The U.S. government, during the recession, introduced a capital cost zero depreciation or accelerated depreciation to spur the purchase of all trucks, not just natural gas trucks. There's no advantage between a natural gas truck and a diesel truck in the U.S., but it did spur some investment in the trucking industry.
At this point I don't know if that accelerated capital cost allowance is being considered by British Columbia or Alberta. In the United States there are demands—at this point fiscally—for what they call “pay-fors” or corresponding compensation for any specific credit given to an industry. They are contemplating providing a tax credit—if you are profitable and paying taxes—against your taxes payable of up to $64,000 for a natural gas class 8 truck. That would be paid for through a levy put on the natural gas purchased by trucks. So a levy on liquefied natural gas is contemplated. It would be on a sliding scale, and it would slide over five years to zero. At the end of five years the levy would expire, as would the tax credit, once the industry was brought to a sustainable level.

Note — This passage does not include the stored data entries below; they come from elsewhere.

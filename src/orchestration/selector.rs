//! Perspective Selector
//!
//! Three independent predicates, evaluated in fixed order. Each one collects
//! weighted signals from the change; any signal fires the perspective and the
//! summed weights (capped at 1.0) become its confidence. Always returns one
//! decision per perspective in [`Perspective::ALL`] order.

use tracing::{debug, info};

use crate::constants::selection::STRUCTURAL_REMOVAL_THRESHOLD;
use crate::types::{
    ChangeEvent, FileStatus, PathClass, Perspective, PerspectiveDecision, RepositorySnapshot,
};

/// Paths listed in a reason before eliding the rest
const REASON_PATHS: usize = 3;

#[derive(Default)]
struct Signals(Vec<(String, f64)>);

impl Signals {
    fn add(&mut self, reason: String, weight: f64) {
        self.0.push((reason, weight));
    }

    fn paths(&mut self, label: &str, paths: &[&str], weight: f64) {
        if !paths.is_empty() {
            self.add(format!("{}: {}", label, list_paths(paths)), weight);
        }
    }

    fn into_decision(self, perspective: Perspective, idle: &str) -> PerspectiveDecision {
        if self.0.is_empty() {
            return PerspectiveDecision::skipped(perspective, idle);
        }
        let confidence: f64 = self.0.iter().map(|(_, w)| w).sum();
        let reason = self
            .0
            .into_iter()
            .map(|(r, _)| r)
            .collect::<Vec<_>>()
            .join("; ");
        PerspectiveDecision::triggered(perspective, reason, confidence.min(1.0))
    }
}

fn list_paths(paths: &[&str]) -> String {
    let shown = paths
        .iter()
        .take(REASON_PATHS)
        .copied()
        .collect::<Vec<_>>()
        .join(", ");
    match paths.len().saturating_sub(REASON_PATHS) {
        0 => shown,
        more => format!("{} and {} more", shown, more),
    }
}

fn paths_of(event: &ChangeEvent, class: PathClass) -> Vec<&str> {
    event.with_class(class).map(|p| p.path.as_str()).collect()
}

pub struct PerspectiveSelector;

impl PerspectiveSelector {
    pub fn select(event: &ChangeEvent, snapshot: &RepositorySnapshot) -> Vec<PerspectiveDecision> {
        let decisions = vec![
            Self::engagement(event),
            Self::current_state(event),
            Self::decision_history(event, snapshot),
        ];

        for d in &decisions {
            debug!(
                "{}: triggered={} confidence={:.2} ({})",
                d.perspective, d.triggered, d.confidence, d.reason
            );
        }
        if decisions.iter().all(|d| !d.triggered) {
            info!("No perspective affected by {}; nothing to document", event.id);
        }
        decisions
    }

    /// Does the change alter how an external actor interacts with the system?
    fn engagement(event: &ChangeEvent) -> PerspectiveDecision {
        let mut signals = Signals::default();

        signals.paths("entry points changed", &paths_of(event, PathClass::EntryPoint), 0.6);
        signals.paths(
            "onboarding docs touched",
            &paths_of(event, PathClass::EngagementDoc),
            0.5,
        );
        let interface_shape: Vec<&str> = event
            .with_class(PathClass::PublicInterface)
            .filter(|p| p.status.is_structural())
            .map(|p| p.path.as_str())
            .collect();
        signals.paths("public interface added or removed", &interface_shape, 0.5);
        if event.is_breaking() {
            signals.add("breaking change declared".to_string(), 0.4);
        }

        signals.into_decision(Perspective::Engagement, "no entry point or usage change")
    }

    /// Does the change alter what the system currently is or does?
    fn current_state(event: &ChangeEvent) -> PerspectiveDecision {
        let mut signals = Signals::default();

        signals.paths(
            "public interface changed",
            &paths_of(event, PathClass::PublicInterface),
            0.5,
        );
        signals.paths("source changed", &paths_of(event, PathClass::Source), 0.4);
        signals.paths("entry points changed", &paths_of(event, PathClass::EntryPoint), 0.3);
        signals.paths("build or deployment changed", &paths_of(event, PathClass::Build), 0.3);
        let reshaped: Vec<&str> = event
            .paths
            .iter()
            .filter(|p| p.class.is_system() && p.status.is_structural())
            .map(|p| p.path.as_str())
            .collect();
        signals.paths("files added, removed or renamed", &reshaped, 0.2);

        signals.into_decision(Perspective::CurrentState, "no system path changed")
    }

    /// Does the change represent a notable decision or learning?
    fn decision_history(event: &ChangeEvent, snapshot: &RepositorySnapshot) -> PerspectiveDecision {
        let mut signals = Signals::default();

        if !event.decision_markers.is_empty() {
            signals.add(
                format!("decision language: {}", event.decision_markers.join(", ")),
                0.5,
            );
        }
        signals.paths(
            "decision records touched",
            &paths_of(event, PathClass::DecisionRecord),
            0.6,
        );
        if event.commit.kind.as_deref() == Some("revert") {
            signals.add("revert commit".to_string(), 0.6);
        }

        let breadth = snapshot.size_class.architecture_breadth();
        if event.diff.areas.len() >= breadth {
            signals.add(
                format!(
                    "architecture shift across {} areas ({} repository threshold {})",
                    event.diff.areas.len(),
                    snapshot.size_class,
                    breadth
                ),
                0.5,
            );
        }

        let removed = event
            .paths
            .iter()
            .filter(|p| p.class == PathClass::Source)
            .filter(|p| matches!(p.status, FileStatus::Deleted | FileStatus::Renamed))
            .count();
        if removed >= STRUCTURAL_REMOVAL_THRESHOLD {
            signals.add(format!("{} source files removed or renamed", removed), 0.4);
        }

        signals.into_decision(Perspective::DecisionHistory, "no decision signal")
    }
}

#[cfg(test)]
mod tests {
    use super::*;
    use crate::orchestration::classifier::ChangeClassifier;
    use crate::types::{ChangeMetadata, ChangedFile, RawChange, SizeClass};
    use proptest::prelude::*;

    fn event(files: Vec<ChangedFile>, message: &str) -> ChangeEvent {
        let raw = RawChange {
            repository_id: "acme/app".into(),
            revision_id: "r1".into(),
            files,
            diff: None,
            metadata: ChangeMetadata {
                commit_message: Some(message.into()),
                ..Default::default()
            },
        };
        ChangeClassifier::default().classify(&raw).unwrap()
    }

    fn triggered(decisions: &[PerspectiveDecision]) -> Vec<Perspective> {
        decisions
            .iter()
            .filter(|d| d.triggered)
            .map(|d| d.perspective)
            .collect()
    }

    #[test]
    fn test_readme_only_triggers_engagement() {
        let e = event(vec![ChangedFile::modified("README.md")], "docs: clarify install");
        let decisions = PerspectiveSelector::select(&e, &RepositorySnapshot::default());
        assert_eq!(decisions.len(), 3);
        assert_eq!(triggered(&decisions), vec![Perspective::Engagement]);
        assert!(decisions[0].reason.contains("README.md"));
    }

    #[test]
    fn test_internal_module_triggers_current_state() {
        let e = event(vec![ChangedFile::modified("src/cache/lru.rs")], "perf: tighter loop");
        let decisions = PerspectiveSelector::select(&e, &RepositorySnapshot::default());
        assert_eq!(triggered(&decisions), vec![Perspective::CurrentState]);
    }

    #[test]
    fn test_decision_markers_trigger_history() {
        let e = event(
            vec![ChangedFile::modified("src/cache/lru.rs")],
            "Replace memcached with redis",
        );
        let decisions = PerspectiveSelector::select(&e, &RepositorySnapshot::default());
        assert_eq!(
            triggered(&decisions),
            vec![Perspective::CurrentState, Perspective::DecisionHistory]
        );
    }

    #[test]
    fn test_architecture_breadth_depends_on_size() {
        let files = vec![
            ChangedFile::modified("src/auth/a.rs"),
            ChangedFile::modified("src/billing/b.rs"),
            ChangedFile::modified("src/cache/c.rs"),
        ];
        let e = event(files, "refactor: shared error type");

        let medium = RepositorySnapshot::default();
        assert!(PerspectiveSelector::select(&e, &medium)[2].triggered);

        let large = RepositorySnapshot {
            size_class: SizeClass::Large,
            ..Default::default()
        };
        assert!(!PerspectiveSelector::select(&e, &large)[2].triggered);
    }

    #[test]
    fn test_mass_removal_is_a_decision() {
        let files = (0..3)
            .map(|i| ChangedFile::with_status(format!("src/legacy/m{}.rs", i), FileStatus::Deleted))
            .collect();
        let e = event(files, "chore: cleanup");
        let decisions = PerspectiveSelector::select(&e, &RepositorySnapshot::default());
        assert!(decisions[2].triggered);
        assert!(decisions[2].reason.contains("3 source files"));
    }

    #[test]
    fn test_test_only_change_is_noop() {
        let e = event(vec![ChangedFile::modified("tests/cache_test.rs")], "test: more cases");
        let decisions = PerspectiveSelector::select(&e, &RepositorySnapshot::default());
        assert!(triggered(&decisions).is_empty());
        assert!(decisions.iter().all(|d| d.confidence == 1.0));
    }

    #[test]
    fn test_reason_elides_long_path_lists() {
        assert_eq!(list_paths(&["a", "b", "c", "d", "e"]), "a, b, c and 2 more");
        assert_eq!(list_paths(&["a"]), "a");
    }

    fn arb_file() -> impl Strategy<Value = ChangedFile> {
        let dirs = prop::sample::select(vec![
            "src/auth", "src/api", "src/bin", "docs", "docs/adr", "tests", ".github", "web", "",
        ]);
        let names = prop::sample::select(vec![
            "main.rs", "lib.rs", "README.md", "handler.rs", "Cargo.toml", "x_test.rs", "0001.md",
        ]);
        let status = prop::sample::select(vec![
            FileStatus::Added,
            FileStatus::Modified,
            FileStatus::Deleted,
            FileStatus::Renamed,
        ]);
        (dirs, names, status).prop_map(|(d, n, s)| {
            let path = if d.is_empty() { n.to_string() } else { format!("{}/{}", d, n) };
            ChangedFile::with_status(path, s)
        })
    }

    proptest! {
        #[test]
        fn prop_selection_is_fixed_set_and_deterministic(
            files in prop::collection::vec(arb_file(), 1..8),
            message in prop::sample::select(vec!["fix: x", "feat!: y", "Revert \"z\"", "docs: w"]),
        ) {
            let e = event(files, message);
            let snapshot = RepositorySnapshot::default();
            let first = PerspectiveSelector::select(&e, &snapshot);
            let second = PerspectiveSelector::select(&e, &snapshot);

            prop_assert_eq!(&first, &second);
            let order: Vec<Perspective> = first.iter().map(|d| d.perspective).collect();
            prop_assert_eq!(order, Perspective::ALL.to_vec());
            for d in &first {
                prop_assert!((0.0..=1.0).contains(&d.confidence));
            }
        }
    }
}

The challenge right now for the industry, from a sales perspective, is that the volumes are very small compared to diesel vehicles. The costs are considerably higher for natural gas trucks than for diesel trucks because we aren't getting the volume of production that you get in the diesel industry. It's anticipated that by providing a five-year window of incentives in the United States, the industry can get significant enough volumes to be able to bring its costs down and become sustainable.